> **Directions for this task**
Below are some entries. Repeat exactly the lines from the one with "the page size" through the one with "pub fn bounds(&self)", and only those.

> **Working data**
══════════════════════════════

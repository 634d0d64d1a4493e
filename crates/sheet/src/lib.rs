//! Dataset model and workbook codec for sheetlens
//!
//! Turns an uploaded workbook into a [`Dataset`]: an ordered header list plus
//! one [`Record`] per data row, every record keyed by every header. The same
//! dataset can be written back out as a single-sheet xlsx workbook.
//!
//! # Examples
//!
//! ```
//! use sheetlens_sheet::{decode, encode, CellValue, Dataset};
//!
//! let dataset = Dataset::from_rows(
//!     "people.xlsx",
//!     vec!["Name".to_string(), "Sexe".to_string()],
//!     vec![
//!         vec![CellValue::from("Alice"), CellValue::from("F")],
//!         vec![CellValue::from("Bob"), CellValue::Empty],
//!     ],
//! );
//!
//! let bytes = encode(&dataset).unwrap();
//! let loaded = decode(&bytes, "people.xlsx").unwrap();
//!
//! assert_eq!(loaded.len(), 2);
//! assert_eq!(loaded.get(1, "Sexe"), Some(&CellValue::Empty));
//! ```
//!
//! # Number round-trip
//!
//! Numbers stay numbers. Excel keeps every number as a float, so on decode a
//! whole-valued float inside the exact-integer range becomes
//! [`CellValue::Int`] and anything else stays [`CellValue::Float`]. Text that
//! happens to look numeric is never converted.

mod cell;
mod dataset;
mod error;
mod normalize;
mod xlsx;

/// Re-export cell value type.
pub use cell::CellValue;
/// Re-export dataset types.
pub use dataset::{Dataset, Record};
/// Re-export codec error types.
pub use error::{DecodeError, EncodeError, Result};
/// Re-export the row normalizer.
pub use normalize::{conform_record, is_blank_row, normalize_row};
/// Re-export the workbook codec.
pub use xlsx::{
    decode, encode, encode_with_options, ExportOptions, DEFAULT_COLUMN_WIDTH,
    DEFAULT_EXPORT_FILE_NAME, DEFAULT_SHEET_NAME,
};
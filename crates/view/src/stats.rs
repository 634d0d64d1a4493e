use indexmap::IndexMap;
use serde::{Deserialize, Serialize};
use sheetlens_sheet::{CellValue, Dataset, Record};

/// Bucket label for female values under the default rule
pub const FEMALE: &str = "female";
/// Bucket label for male values under the default rule
pub const MALE: &str = "male";

/// Which column holds the category and how its values map to buckets.
///
/// Column names are tried in order and must match a header exactly; the first
/// non-blank one wins. Bucket values match the cell text exactly unless
/// `ignore_case` is set, in which case both sides are trimmed and lower-cased.
///
/// The default counts `F` and `M` in the `Sexe` column (or its `sexe` and
/// `SEXE` spellings). Anything else only counts toward the total.
#[derive(Debug, Clone, PartialEq, Serialize, Deserialize)]
#[serde(default, rename_all = "camelCase")]
pub struct CategoryRule {
    pub columns: Vec<String>,
    pub buckets: IndexMap<String, Vec<String>>,
    pub ignore_case: bool,
}

impl Default for CategoryRule {
    fn default() -> Self {
        let mut buckets = IndexMap::new();
        buckets.insert(FEMALE.to_string(), vec!["F".to_string()]);
        buckets.insert(MALE.to_string(), vec!["M".to_string()]);
        CategoryRule {
            columns: vec!["Sexe".to_string(), "sexe".to_string(), "SEXE".to_string()],
            buckets,
            ignore_case: false,
        }
    }
}

impl CategoryRule {
    /// Bucket label for a raw cell value, if any bucket claims it
    #[must_use]
    pub fn bucket_for(&self, value: &CellValue) -> Option<&str> {
        let text = value.to_string();
        if text.is_empty() {
            return None;
        }
        let folded = text.trim().to_lowercase();
        let claims = |candidate: &String| {
            if self.ignore_case {
                candidate.trim().to_lowercase() == folded
            } else {
                *candidate == text
            }
        };
        self.buckets
            .iter()
            .find(|(_, values)| values.iter().any(&claims))
            .map(|(label, _)| label.as_str())
    }
}

/// Find the category value of a record: the first configured column that
/// exists in the record and holds a non-blank value.
pub fn resolve_category<'a>(record: &'a Record, columns: &[String]) -> Option<&'a CellValue> {
    columns
        .iter()
        .filter_map(|column| record.get(column))
        .find(|value| !value.is_blank())
}

/// Aggregate counts derived from a dataset; never stored, always recomputed
#[derive(Debug, Clone, PartialEq, Eq, Default, Serialize)]
#[serde(rename_all = "camelCase")]
pub struct CategoryStats {
    pub buckets: IndexMap<String, usize>,
    pub total: usize,
}

impl CategoryStats {
    /// Count for one bucket label (zero if the label is unknown)
    #[must_use]
    pub fn count(&self, label: &str) -> usize {
        self.buckets.get(label).copied().unwrap_or(0)
    }

    #[must_use]
    pub fn female(&self) -> usize {
        self.count(FEMALE)
    }

    #[must_use]
    pub fn male(&self) -> usize {
        self.count(MALE)
    }

    /// Records that fell into no bucket
    #[must_use]
    pub fn unclassified(&self) -> usize {
        self.total - self.buckets.values().sum::<usize>()
    }
}

/// Scan every record once and count category buckets
pub fn compute_stats(dataset: &Dataset, rule: &CategoryRule) -> CategoryStats {
    let mut buckets: IndexMap<String, usize> =
        rule.buckets.keys().map(|label| (label.clone(), 0)).collect();

    for record in dataset.records() {
        let label = resolve_category(record, &rule.columns).and_then(|value| rule.bucket_for(value));
        if let Some(count) = label.and_then(|label| buckets.get_mut(label)) {
            *count += 1;
        }
    }

    CategoryStats {
        buckets,
        total: dataset.len(),
    }
}
use serde::{Deserialize, Serialize};

/// Direction of the active sort
#[derive(Debug, Clone, Copy, PartialEq, Eq, Default, Serialize, Deserialize)]
#[serde(rename_all = "lowercase")]
pub enum SortDirection {
    #[default]
    #[serde(alias = "asc")]
    Ascending,
    #[serde(alias = "desc")]
    Descending,
}

/// The single active sort column and its direction
#[derive(Debug, Clone, PartialEq, Eq, Serialize, Deserialize)]
pub struct SortDirective {
    pub key: String,
    #[serde(default)]
    pub direction: SortDirection,
}

impl SortDirective {
    #[must_use]
    pub fn ascending(key: &str) -> Self {
        SortDirective {
            key: key.to_string(),
            direction: SortDirection::Ascending,
        }
    }

    #[must_use]
    pub fn descending(key: &str) -> Self {
        SortDirective {
            key: key.to_string(),
            direction: SortDirection::Descending,
        }
    }
}

/// A 1-based page number plus the page size
#[derive(Debug, Clone, Copy, PartialEq, Eq)]
pub struct PageRequest {
    pub page: usize,
    pub page_size: usize,
}

impl PageRequest {
    /// Half-open index range covered by this page, or `None` for page 0
    #[must_use]
    pub fn bounds(&self) -> Option<(usize, usize)> {
        let start = self.page.checked_sub(1)?.checked_mul(self.page_size)?;
        Some((start, start.saturating_add(self.page_size)))
    }
}

/// Transient view state: free-text filter, sort and current page.
///
/// This is a plain value. The engine reads it and never keeps it; callers
/// mutate their own copy in response to user actions.
#[derive(Debug, Clone, PartialEq, Eq, Serialize, Deserialize)]
#[serde(default)]
pub struct ViewQuery {
    pub filter: String,
    pub sort: Option<SortDirective>,
    pub page: usize,
}

impl Default for ViewQuery {
    fn default() -> Self {
        ViewQuery {
            filter: String::new(),
            sort: None,
            page: 1,
        }
    }
}

impl ViewQuery {
    #[must_use]
    pub fn new() -> Self {
        Self::default()
    }

    /// Builder form of [`ViewQuery::set_filter`]
    #[must_use]
    pub fn with_filter(mut self, filter: &str) -> Self {
        self.set_filter(filter);
        self
    }

    #[must_use]
    pub fn with_sort(mut self, sort: SortDirective) -> Self {
        self.sort = Some(sort);
        self
    }

    #[must_use]
    pub fn with_page(mut self, page: usize) -> Self {
        self.page = page;
        self
    }

    /// Replace the filter text; a new query always starts back on page 1
    pub fn set_filter(&mut self, filter: &str) {
        self.filter = filter.to_string();
        self.page = 1;
    }

    /// Header click: a second click on an ascending column flips it to
    /// descending, anything else sorts ascending by `key`
    pub fn toggle_sort(&mut self, key: &str) {
        let direction = match &self.sort {
            Some(current) if current.key == key && current.direction == SortDirection::Ascending => {
                SortDirection::Descending
            }
            _ => SortDirection::Ascending,
        };
        self.sort = Some(SortDirective {
            key: key.to_string(),
            direction,
        });
    }

    pub fn set_page(&mut self, page: usize) {
        self.page = page;
    }

    /// Advance one page, never past `total_pages` (or below page 1)
    pub fn next_page(&mut self, total_pages: usize) {
        self.page = self.page.saturating_add(1).min(total_pages).max(1);
    }

    /// Go back one page, never below page 1
    pub fn prev_page(&mut self) {
        self.page = self.page.saturating_sub(1).max(1);
    }

    /// How many of {filter text, sort key, page past 1} are active
    #[must_use]
    pub fn active_filter_count(&self) -> usize {
        usize::from(!self.filter.trim().is_empty())
            + usize::from(self.sort.is_some())
            + usize::from(self.page > 1)
    }

    /// Reset filter, sort and page in one step
    pub fn clear(&mut self) {
        *self = ViewQuery::default();
    }

    #[must_use]
    pub fn page_request(&self, page_size: usize) -> PageRequest {
        PageRequest {
            page: self.page,
            page_size,
        }
    }
}
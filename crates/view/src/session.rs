//! Application state: no dataset, or one loaded dataset with its view state.
//!
//! Uploads are two-step. [`Session::begin_upload`] hands out a ticket when
//! the user picks a file; [`Session::finish_upload`] is called with that
//! ticket once the bytes have been read. Only the most recently issued ticket
//! may load: finishing an older one is a no-op, so a slow read of an earlier
//! file can never overwrite a newer one.

use crate::config::ViewerConfig;
use crate::engine::{filter_sort_paginate, View};
use crate::query::ViewQuery;
use crate::stats::{compute_stats, CategoryStats};
use sheetlens_sheet::{decode, Dataset, DecodeError, EncodeError};

/// Handle for one in-flight upload
#[derive(Debug, Clone, PartialEq, Eq)]
pub struct UploadTicket {
    generation: u64,
    file_name: String,
}

impl UploadTicket {
    #[must_use]
    pub fn generation(&self) -> u64 {
        self.generation
    }

    #[must_use]
    pub fn file_name(&self) -> &str {
        &self.file_name
    }
}

/// What happened to a finished upload
#[derive(Debug, Clone, Copy, PartialEq, Eq)]
pub enum UploadOutcome {
    /// The dataset was replaced
    Loaded,
    /// A newer upload (or a reset) was issued first; nothing changed
    Superseded,
}

/// A loaded dataset together with everything derived from it
#[derive(Debug, Clone)]
pub struct LoadedSheet {
    dataset: Dataset,
    stats: CategoryStats,
    query: ViewQuery,
}

impl LoadedSheet {
    #[must_use]
    pub fn dataset(&self) -> &Dataset {
        &self.dataset
    }

    #[must_use]
    pub fn stats(&self) -> &CategoryStats {
        &self.stats
    }

    #[must_use]
    pub fn query(&self) -> &ViewQuery {
        &self.query
    }
}

#[derive(Debug, Clone, Default)]
enum State {
    #[default]
    Empty,
    Loaded(Box<LoadedSheet>),
}

/// Single-owner viewer state
#[derive(Debug, Clone, Default)]
pub struct Session {
    config: ViewerConfig,
    state: State,
    latest_ticket: u64,
}

impl Session {
    #[must_use]
    pub fn new(config: ViewerConfig) -> Self {
        Session {
            config,
            state: State::Empty,
            latest_ticket: 0,
        }
    }

    #[must_use]
    pub fn config(&self) -> &ViewerConfig {
        &self.config
    }

    #[must_use]
    pub fn is_loaded(&self) -> bool {
        matches!(self.state, State::Loaded(_))
    }

    #[must_use]
    pub fn loaded(&self) -> Option<&LoadedSheet> {
        match &self.state {
            State::Loaded(sheet) => Some(&**sheet),
            State::Empty => None,
        }
    }

    #[must_use]
    pub fn dataset(&self) -> Option<&Dataset> {
        self.loaded().map(LoadedSheet::dataset)
    }

    #[must_use]
    pub fn stats(&self) -> Option<&CategoryStats> {
        self.loaded().map(LoadedSheet::stats)
    }

    /// Start an upload; any ticket issued earlier stops being current
    pub fn begin_upload(&mut self, file_name: &str) -> UploadTicket {
        self.latest_ticket += 1;
        tracing::debug!(generation = self.latest_ticket, file = file_name, "upload started");
        UploadTicket {
            generation: self.latest_ticket,
            file_name: file_name.to_string(),
        }
    }

    /// Finish an upload with the bytes that were read for it.
    ///
    /// A stale ticket is dropped without decoding. A decode failure leaves the
    /// current state as it was.
    pub fn finish_upload(&mut self, ticket: &UploadTicket, bytes: &[u8]) -> Result<UploadOutcome, DecodeError> {
        if ticket.generation != self.latest_ticket {
            tracing::warn!(
                generation = ticket.generation,
                latest = self.latest_ticket,
                file = %ticket.file_name,
                "discarding superseded upload"
            );
            return Ok(UploadOutcome::Superseded);
        }

        let dataset = decode(bytes, &ticket.file_name).inspect_err(|e| {
            tracing::warn!(file = %ticket.file_name, error = %e, "upload failed to decode");
        })?;
        self.replace(dataset);
        Ok(UploadOutcome::Loaded)
    }

    /// Load an already-decoded dataset, replacing whatever was there
    pub fn replace(&mut self, dataset: Dataset) {
        let stats = compute_stats(&dataset, &self.config.category);
        tracing::info!(
            file = dataset.file_name(),
            rows = dataset.len(),
            total = stats.total,
            "dataset loaded"
        );
        self.state = State::Loaded(Box::new(LoadedSheet {
            dataset,
            stats,
            query: ViewQuery::default(),
        }));
    }

    /// Drop the dataset and invalidate any upload still in flight
    pub fn reset(&mut self) {
        self.latest_ticket += 1;
        self.state = State::Empty;
        tracing::info!("session reset");
    }

    /// Mutable view state, or `None` when nothing is loaded
    pub fn query_mut(&mut self) -> Option<&mut ViewQuery> {
        match &mut self.state {
            State::Loaded(sheet) => Some(&mut sheet.query),
            State::Empty => None,
        }
    }

    /// Current page of the table; empty when nothing is loaded
    #[must_use]
    pub fn view(&self) -> View<'_> {
        match &self.state {
            State::Loaded(sheet) => filter_sort_paginate(&sheet.dataset, &sheet.query, self.config.page_size),
            State::Empty => View::empty(1),
        }
    }

    /// Apply `f` to the view state; no-op when nothing is loaded
    pub fn update_query<F>(&mut self, f: F)
    where
        F: FnOnce(&mut ViewQuery),
    {
        if let Some(query) = self.query_mut() {
            f(query);
        }
    }

    /// Move to the next page, clamped to the current page count
    pub fn next_page(&mut self) {
        let pages = self.view().total_pages;
        self.update_query(|q| q.next_page(pages));
    }

    /// Encode the loaded dataset with the configured export options
    pub fn export(&self) -> Result<Option<Vec<u8>>, EncodeError> {
        self.dataset()
            .map(|dataset| dataset.to_xlsx_bytes(&self.config.export))
            .transpose()
    }
}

══════════════════════════════

> **Response**
/// A 1-based page number plus the page size
#[derive(Debug, Clone, Copy, PartialEq, Eq)]
pub struct PageRequest {
    pub page: usize,
    pub page_size: usize,
}

impl PageRequest {
    /// Half-open index range covered by this page, or `None` for page 0
    #[must_use]
    pub fn bounds(&self) -> Option<(usize, usize)> {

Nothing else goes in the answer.